(Provided material begins)
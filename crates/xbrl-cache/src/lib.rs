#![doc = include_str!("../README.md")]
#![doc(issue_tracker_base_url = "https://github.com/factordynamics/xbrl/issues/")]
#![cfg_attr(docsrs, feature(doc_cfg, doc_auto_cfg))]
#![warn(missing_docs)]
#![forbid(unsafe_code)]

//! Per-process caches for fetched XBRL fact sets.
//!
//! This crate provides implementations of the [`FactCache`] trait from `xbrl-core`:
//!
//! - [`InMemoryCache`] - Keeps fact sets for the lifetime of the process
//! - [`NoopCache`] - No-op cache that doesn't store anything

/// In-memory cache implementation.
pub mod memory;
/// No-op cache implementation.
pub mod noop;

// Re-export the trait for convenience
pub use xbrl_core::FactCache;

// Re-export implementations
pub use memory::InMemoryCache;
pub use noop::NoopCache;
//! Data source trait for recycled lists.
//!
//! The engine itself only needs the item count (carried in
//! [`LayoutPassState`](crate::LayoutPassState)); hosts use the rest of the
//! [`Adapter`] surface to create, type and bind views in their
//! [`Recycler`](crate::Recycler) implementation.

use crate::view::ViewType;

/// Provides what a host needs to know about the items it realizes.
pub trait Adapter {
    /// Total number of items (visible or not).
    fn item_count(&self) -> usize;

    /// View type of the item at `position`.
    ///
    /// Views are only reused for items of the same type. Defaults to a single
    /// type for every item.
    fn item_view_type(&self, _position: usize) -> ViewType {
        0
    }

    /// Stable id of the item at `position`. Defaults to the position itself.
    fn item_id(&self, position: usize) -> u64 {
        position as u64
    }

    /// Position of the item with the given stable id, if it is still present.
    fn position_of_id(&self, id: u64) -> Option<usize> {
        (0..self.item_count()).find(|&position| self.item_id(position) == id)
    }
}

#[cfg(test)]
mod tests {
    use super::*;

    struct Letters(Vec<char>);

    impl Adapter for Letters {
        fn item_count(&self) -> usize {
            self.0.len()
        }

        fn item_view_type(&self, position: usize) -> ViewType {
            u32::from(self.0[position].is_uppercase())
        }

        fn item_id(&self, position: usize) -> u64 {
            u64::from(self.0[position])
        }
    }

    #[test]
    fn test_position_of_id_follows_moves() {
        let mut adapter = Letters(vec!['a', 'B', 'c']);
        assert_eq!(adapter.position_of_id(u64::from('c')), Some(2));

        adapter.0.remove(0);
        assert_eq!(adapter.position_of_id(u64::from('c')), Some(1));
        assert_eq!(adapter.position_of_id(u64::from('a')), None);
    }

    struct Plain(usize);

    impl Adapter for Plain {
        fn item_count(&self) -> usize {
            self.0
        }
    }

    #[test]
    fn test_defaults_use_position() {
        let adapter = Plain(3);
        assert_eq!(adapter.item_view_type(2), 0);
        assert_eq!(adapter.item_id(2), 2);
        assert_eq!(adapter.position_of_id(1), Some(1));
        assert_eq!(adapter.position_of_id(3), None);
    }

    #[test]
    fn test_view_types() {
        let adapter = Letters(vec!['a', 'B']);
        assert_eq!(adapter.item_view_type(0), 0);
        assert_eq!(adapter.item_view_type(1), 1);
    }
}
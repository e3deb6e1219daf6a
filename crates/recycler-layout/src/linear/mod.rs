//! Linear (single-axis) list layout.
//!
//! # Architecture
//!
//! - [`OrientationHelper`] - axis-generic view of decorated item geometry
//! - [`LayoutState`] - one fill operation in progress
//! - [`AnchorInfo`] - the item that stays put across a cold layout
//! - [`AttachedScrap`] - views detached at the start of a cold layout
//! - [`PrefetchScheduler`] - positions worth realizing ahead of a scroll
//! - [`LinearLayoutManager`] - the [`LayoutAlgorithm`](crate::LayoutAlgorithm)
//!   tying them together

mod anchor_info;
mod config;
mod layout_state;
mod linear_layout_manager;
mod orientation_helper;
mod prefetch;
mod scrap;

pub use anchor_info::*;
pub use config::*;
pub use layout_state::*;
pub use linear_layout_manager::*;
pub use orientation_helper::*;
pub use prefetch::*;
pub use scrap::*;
(Provided material ends)
Copy out the entries above exactly as given, starting at the top and ending with the line containing "#![forbid(unsafe_code)]"; include both and nothing more.

▸ **Result**:
filename crates/xbrl-cache/src/lib.rs
#![doc = include_str!("../README.md")]
#![doc(issue_tracker_base_url = "https://github.com/factordynamics/xbrl/issues/")]
#![cfg_attr(docsrs, feature(doc_cfg, doc_auto_cfg))]
#![warn(missing_docs)]
#![forbid(unsafe_code)]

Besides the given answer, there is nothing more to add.